We have stayed at this resort numerous times, but I'm not sure which building is Liberty.  

Jackman is the newest building up on the hill to the right when driving in.   That building contains their deluxe units and are very nice.

There are two buildings that connect to the club house.    They are in need of  updating.....but still clean and comfortable and still my choice for winter stays because of the shorter walk to the pools/clubhouse.

There is another building up on the left.....never stayed there.

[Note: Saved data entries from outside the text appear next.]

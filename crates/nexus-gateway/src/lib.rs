//! # Nexus Gateway - Transport Boundary
//!
//! What the core exposes to sockets: `ingest` for client messages and a
//! [`DeliverySink`] callback for pushing entity events to one connection.
//! The core never assumes a socket is alive beyond what the socket layer
//! reports through `connect` and `disconnect`.
//!
//! The [`ws`] module is the axum WebSocket layer built on that boundary.

#![allow(clippy::missing_const_for_fn)]
#![cfg_attr(test, allow(clippy::unwrap_used))]
#![cfg_attr(test, allow(clippy::expect_used))]

pub mod config;
pub mod connection;
pub mod gateway;
pub mod ws;

pub use config::{GatewayConfig, WebSocketConfig};
pub use connection::{guest_id, ConnectionContext, GUEST_PREFIX};
pub use gateway::{
    ConnectionHandle, DeliverySink, GatewayStats, IngestAck, TransportGateway, GATEWAY_SOURCE,
};
pub use ws::{error_frame, routes};
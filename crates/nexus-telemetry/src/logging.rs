//! Structured logging setup.
//!
//! Builds a `tracing_subscriber` registry with an `EnvFilter` and either a
//! JSON layer (containers, log shipping) or a pretty layer (development).

use tracing_subscriber::{layer::SubscriberExt, util::SubscriberInitExt, EnvFilter};

use crate::{TelemetryConfig, TelemetryError};

/// Marker returned once the global subscriber is installed.
#[derive(Debug)]
pub struct LoggingGuard {
    pub json: bool,
}

/// Install the global tracing subscriber.
///
/// # Errors
///
/// `TelemetryError::LoggingInit` when the filter is invalid or a global
/// subscriber is already installed.
pub fn init_logging(config: &TelemetryConfig) -> Result<LoggingGuard, TelemetryError> {
    let env_filter = EnvFilter::try_new(&config.log_level)
        .or_else(|_| EnvFilter::try_from_default_env())
        .map_err(|e| TelemetryError::LoggingInit(e.to_string()))?;

    if !config.console_output {
        tracing_subscriber::registry()
            .with(env_filter)
            .try_init()
            .map_err(|e| TelemetryError::LoggingInit(e.to_string()))?;
    } else if config.json_logs {
        let json_layer = tracing_subscriber::fmt::layer()
            .json()
            .with_target(true)
            .with_thread_ids(true)
            .with_file(true)
            .with_line_number(true);

        tracing_subscriber::registry()
            .with(env_filter)
            .with(json_layer)
            .try_init()
            .map_err(|e| TelemetryError::LoggingInit(e.to_string()))?;
    } else {
        let fmt_layer = tracing_subscriber::fmt::layer()
            .with_target(true)
            .with_thread_ids(false)
            .with_ansi(true);

        tracing_subscriber::registry()
            .with(env_filter)
            .with(fmt_layer)
            .try_init()
            .map_err(|e| TelemetryError::LoggingInit(e.to_string()))?;
    }

    tracing::info!(
        service = %config.full_service_name(),
        json_logs = config.json_logs,
        "Logging initialized"
    );

    Ok(LoggingGuard {
        json: config.json_logs,
    })
}

/// Log a bus event with the standard component / event fields.
///
/// ```rust,ignore
/// log_event!(debug, "bus", "Event delivered", &envelope, receivers = 3);
/// ```
#[macro_export]
macro_rules! log_event {
    ($level:ident, $component:expr, $msg:expr, $envelope:expr $(, $($field:tt)*)?) => {
        tracing::$level!(
            component = $component,
            event_id = %$envelope.event_id,
            event_type = %$envelope.event_type,
            correlation_id = %$envelope.correlation_id,
            $($($field)*,)?
            $msg
        )
    };
}

/// Log an entity-scoped event with the standard component / entity fields.
#[macro_export]
macro_rules! log_entity_event {
    ($level:ident, $component:expr, $msg:expr, $entity_id:expr $(, $($field:tt)*)?) => {
        tracing::$level!(
            component = $component,
            entity_id = %$entity_id,
            $($($field)*,)?
            $msg
        )
    };
}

If you did a 2BR sleeps 6 privately....it is my understanding from talking with resort these would not be in Jackman (these are usually sleeps 6 - 4 privately).    The older buildings have lofts which add the 2 in.     I have 4 2BR units there for next month for a group trip.  I do need to call the resort and see if I can determine location soon so I can add guest certs the units.   Will follow up if any additional info is found.


----------



## Bwolf (Jan 30, 2015)

I'm looking at the property map now.  Liberty is most likely the original building.  I believe, but am not sure, that it is the original bought by the current developer, who later added Pemigewassett, Woodland, Mt. Washington, Streamside, and Jackman Brook, not necessarily in that order.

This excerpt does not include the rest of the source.